TO DO — From the material below, pull each line containing the string "branch".
--- --- ---
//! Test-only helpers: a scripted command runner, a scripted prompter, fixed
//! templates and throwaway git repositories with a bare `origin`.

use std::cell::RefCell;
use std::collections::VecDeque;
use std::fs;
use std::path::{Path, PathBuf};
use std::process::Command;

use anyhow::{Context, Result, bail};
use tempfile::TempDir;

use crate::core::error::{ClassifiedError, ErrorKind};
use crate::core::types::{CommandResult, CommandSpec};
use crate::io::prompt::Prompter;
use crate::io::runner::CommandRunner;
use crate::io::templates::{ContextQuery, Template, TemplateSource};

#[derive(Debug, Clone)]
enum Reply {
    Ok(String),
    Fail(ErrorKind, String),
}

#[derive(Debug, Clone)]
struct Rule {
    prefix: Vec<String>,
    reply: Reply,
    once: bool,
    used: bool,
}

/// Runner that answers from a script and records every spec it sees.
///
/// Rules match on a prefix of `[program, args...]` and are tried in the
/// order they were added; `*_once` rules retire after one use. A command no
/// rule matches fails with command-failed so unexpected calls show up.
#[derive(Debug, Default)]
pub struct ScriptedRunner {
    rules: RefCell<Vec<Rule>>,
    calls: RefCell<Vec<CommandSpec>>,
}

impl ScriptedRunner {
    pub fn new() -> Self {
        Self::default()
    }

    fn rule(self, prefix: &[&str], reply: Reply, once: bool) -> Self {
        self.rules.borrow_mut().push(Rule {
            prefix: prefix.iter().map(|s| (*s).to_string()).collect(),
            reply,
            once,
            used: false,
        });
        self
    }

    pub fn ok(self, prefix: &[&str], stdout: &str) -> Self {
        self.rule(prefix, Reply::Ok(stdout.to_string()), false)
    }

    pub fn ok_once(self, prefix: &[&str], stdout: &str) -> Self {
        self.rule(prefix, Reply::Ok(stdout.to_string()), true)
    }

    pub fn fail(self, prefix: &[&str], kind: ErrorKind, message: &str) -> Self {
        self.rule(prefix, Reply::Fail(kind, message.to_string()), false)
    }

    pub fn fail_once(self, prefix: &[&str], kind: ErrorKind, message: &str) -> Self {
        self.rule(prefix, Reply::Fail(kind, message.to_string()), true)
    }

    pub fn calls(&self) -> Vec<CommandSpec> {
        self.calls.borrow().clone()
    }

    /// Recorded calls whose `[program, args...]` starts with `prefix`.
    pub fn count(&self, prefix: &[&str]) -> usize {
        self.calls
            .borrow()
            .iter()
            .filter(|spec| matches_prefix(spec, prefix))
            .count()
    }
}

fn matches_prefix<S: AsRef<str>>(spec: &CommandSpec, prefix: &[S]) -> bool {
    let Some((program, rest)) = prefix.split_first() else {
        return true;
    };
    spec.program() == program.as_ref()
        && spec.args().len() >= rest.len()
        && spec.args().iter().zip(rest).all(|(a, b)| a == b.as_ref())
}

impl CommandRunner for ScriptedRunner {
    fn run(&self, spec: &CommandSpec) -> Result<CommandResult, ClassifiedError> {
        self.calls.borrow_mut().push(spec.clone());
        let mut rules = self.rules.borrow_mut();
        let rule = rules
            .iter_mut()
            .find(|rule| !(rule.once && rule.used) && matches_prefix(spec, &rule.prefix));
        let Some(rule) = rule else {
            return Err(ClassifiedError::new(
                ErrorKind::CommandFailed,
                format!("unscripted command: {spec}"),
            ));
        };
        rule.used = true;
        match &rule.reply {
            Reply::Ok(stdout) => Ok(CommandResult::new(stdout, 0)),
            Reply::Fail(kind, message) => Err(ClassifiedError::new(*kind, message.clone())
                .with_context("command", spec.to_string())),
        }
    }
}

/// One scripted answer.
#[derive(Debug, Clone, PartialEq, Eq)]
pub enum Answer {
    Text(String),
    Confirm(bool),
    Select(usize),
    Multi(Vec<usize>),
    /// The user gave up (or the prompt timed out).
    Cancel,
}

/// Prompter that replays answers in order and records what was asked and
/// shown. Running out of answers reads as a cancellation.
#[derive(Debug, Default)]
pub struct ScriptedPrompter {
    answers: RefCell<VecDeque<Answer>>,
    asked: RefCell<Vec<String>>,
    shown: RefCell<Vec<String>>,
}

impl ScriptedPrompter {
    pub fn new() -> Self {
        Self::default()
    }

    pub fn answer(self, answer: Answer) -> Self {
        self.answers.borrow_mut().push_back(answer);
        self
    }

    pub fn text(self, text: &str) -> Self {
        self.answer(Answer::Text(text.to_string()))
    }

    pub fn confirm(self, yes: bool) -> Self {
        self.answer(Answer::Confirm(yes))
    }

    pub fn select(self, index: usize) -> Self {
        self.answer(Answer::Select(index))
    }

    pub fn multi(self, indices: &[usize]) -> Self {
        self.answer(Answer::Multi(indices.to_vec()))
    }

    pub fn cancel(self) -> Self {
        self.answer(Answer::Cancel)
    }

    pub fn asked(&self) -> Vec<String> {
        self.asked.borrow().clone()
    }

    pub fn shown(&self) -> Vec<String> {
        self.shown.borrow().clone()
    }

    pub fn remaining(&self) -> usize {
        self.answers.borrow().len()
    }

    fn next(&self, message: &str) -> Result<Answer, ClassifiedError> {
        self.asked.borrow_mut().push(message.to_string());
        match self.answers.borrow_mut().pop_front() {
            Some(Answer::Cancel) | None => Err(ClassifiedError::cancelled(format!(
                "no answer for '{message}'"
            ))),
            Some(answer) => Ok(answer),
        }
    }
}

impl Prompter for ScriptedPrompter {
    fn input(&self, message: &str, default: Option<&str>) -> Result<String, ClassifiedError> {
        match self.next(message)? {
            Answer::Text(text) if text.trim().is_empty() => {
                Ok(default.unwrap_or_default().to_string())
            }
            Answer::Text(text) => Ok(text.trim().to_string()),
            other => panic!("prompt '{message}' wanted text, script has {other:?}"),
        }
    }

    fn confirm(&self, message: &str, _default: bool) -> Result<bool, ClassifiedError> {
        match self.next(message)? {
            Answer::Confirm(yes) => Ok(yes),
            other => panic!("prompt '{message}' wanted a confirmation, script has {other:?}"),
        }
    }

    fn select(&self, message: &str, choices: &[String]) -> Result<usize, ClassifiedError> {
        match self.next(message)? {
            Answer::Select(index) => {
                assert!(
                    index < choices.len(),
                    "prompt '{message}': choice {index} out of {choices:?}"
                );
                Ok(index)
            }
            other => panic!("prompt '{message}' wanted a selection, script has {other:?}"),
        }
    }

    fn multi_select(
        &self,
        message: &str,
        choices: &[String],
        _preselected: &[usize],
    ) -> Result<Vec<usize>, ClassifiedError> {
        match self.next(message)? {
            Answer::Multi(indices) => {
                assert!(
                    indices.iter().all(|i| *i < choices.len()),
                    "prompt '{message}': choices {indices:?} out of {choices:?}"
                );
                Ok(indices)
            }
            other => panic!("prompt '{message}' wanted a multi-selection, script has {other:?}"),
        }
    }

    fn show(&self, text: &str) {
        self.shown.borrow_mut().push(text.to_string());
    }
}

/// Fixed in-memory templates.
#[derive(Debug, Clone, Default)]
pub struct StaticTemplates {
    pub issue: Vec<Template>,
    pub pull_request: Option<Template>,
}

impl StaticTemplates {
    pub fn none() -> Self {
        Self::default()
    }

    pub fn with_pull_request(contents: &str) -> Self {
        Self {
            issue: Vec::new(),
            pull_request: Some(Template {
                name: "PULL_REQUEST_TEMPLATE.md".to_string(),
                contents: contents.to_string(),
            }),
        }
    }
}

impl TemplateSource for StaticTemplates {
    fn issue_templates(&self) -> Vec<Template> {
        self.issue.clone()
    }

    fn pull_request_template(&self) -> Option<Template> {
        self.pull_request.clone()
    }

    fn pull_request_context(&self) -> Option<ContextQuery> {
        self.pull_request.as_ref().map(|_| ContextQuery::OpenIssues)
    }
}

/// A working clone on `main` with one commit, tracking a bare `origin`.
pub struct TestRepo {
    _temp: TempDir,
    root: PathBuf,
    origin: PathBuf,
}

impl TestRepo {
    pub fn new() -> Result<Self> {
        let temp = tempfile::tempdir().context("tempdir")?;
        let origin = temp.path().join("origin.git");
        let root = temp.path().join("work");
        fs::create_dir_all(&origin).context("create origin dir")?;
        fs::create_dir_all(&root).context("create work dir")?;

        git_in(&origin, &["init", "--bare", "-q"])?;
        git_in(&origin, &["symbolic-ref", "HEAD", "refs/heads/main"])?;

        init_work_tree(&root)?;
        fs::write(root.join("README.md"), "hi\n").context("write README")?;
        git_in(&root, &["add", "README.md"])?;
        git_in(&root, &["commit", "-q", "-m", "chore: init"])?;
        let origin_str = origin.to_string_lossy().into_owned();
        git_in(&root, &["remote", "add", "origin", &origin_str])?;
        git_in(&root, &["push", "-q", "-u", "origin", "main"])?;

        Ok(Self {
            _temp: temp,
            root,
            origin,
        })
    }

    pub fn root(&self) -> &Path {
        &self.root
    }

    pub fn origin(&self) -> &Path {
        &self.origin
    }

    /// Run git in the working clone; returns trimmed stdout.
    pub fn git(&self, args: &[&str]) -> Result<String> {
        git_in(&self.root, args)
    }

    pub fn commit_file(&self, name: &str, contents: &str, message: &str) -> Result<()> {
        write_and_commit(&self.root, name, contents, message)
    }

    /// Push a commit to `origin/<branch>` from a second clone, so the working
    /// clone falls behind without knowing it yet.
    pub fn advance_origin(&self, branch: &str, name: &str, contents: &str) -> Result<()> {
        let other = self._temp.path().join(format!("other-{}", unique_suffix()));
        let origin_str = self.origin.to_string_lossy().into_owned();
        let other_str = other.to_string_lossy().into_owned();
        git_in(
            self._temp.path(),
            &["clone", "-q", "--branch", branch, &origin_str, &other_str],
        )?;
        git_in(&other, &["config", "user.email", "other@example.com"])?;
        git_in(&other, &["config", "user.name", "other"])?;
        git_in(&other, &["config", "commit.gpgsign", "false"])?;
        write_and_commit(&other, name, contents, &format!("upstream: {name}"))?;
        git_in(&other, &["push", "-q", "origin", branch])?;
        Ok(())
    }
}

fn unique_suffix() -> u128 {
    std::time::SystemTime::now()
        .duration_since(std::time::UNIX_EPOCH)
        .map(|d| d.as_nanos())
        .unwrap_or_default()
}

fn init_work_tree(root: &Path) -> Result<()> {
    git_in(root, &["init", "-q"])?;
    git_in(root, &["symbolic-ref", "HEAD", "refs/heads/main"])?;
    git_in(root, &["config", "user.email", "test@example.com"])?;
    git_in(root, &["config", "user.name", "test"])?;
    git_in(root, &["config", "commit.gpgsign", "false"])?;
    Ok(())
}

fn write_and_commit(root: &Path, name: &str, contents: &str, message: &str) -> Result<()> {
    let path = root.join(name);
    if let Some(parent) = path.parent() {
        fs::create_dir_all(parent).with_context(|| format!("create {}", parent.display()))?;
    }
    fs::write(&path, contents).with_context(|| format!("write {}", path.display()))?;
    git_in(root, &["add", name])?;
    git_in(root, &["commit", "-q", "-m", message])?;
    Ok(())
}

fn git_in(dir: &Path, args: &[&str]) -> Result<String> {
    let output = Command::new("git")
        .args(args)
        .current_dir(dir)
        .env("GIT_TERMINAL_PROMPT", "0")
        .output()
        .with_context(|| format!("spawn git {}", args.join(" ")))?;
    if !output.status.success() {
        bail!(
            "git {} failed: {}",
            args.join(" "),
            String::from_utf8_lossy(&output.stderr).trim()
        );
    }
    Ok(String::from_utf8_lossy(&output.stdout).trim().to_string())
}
--- --- ---
REPLY TO THE TASK —
    /// Push a commit to `origin/<branch>` from a second clone, so the working
    pub fn advance_origin(&self, branch: &str, name: &str, contents: &str) -> Result<()> {
            &["clone", "-q", "--branch", branch, &origin_str, &other_str],
        git_in(&other, &["push", "-q", "origin", branch])?;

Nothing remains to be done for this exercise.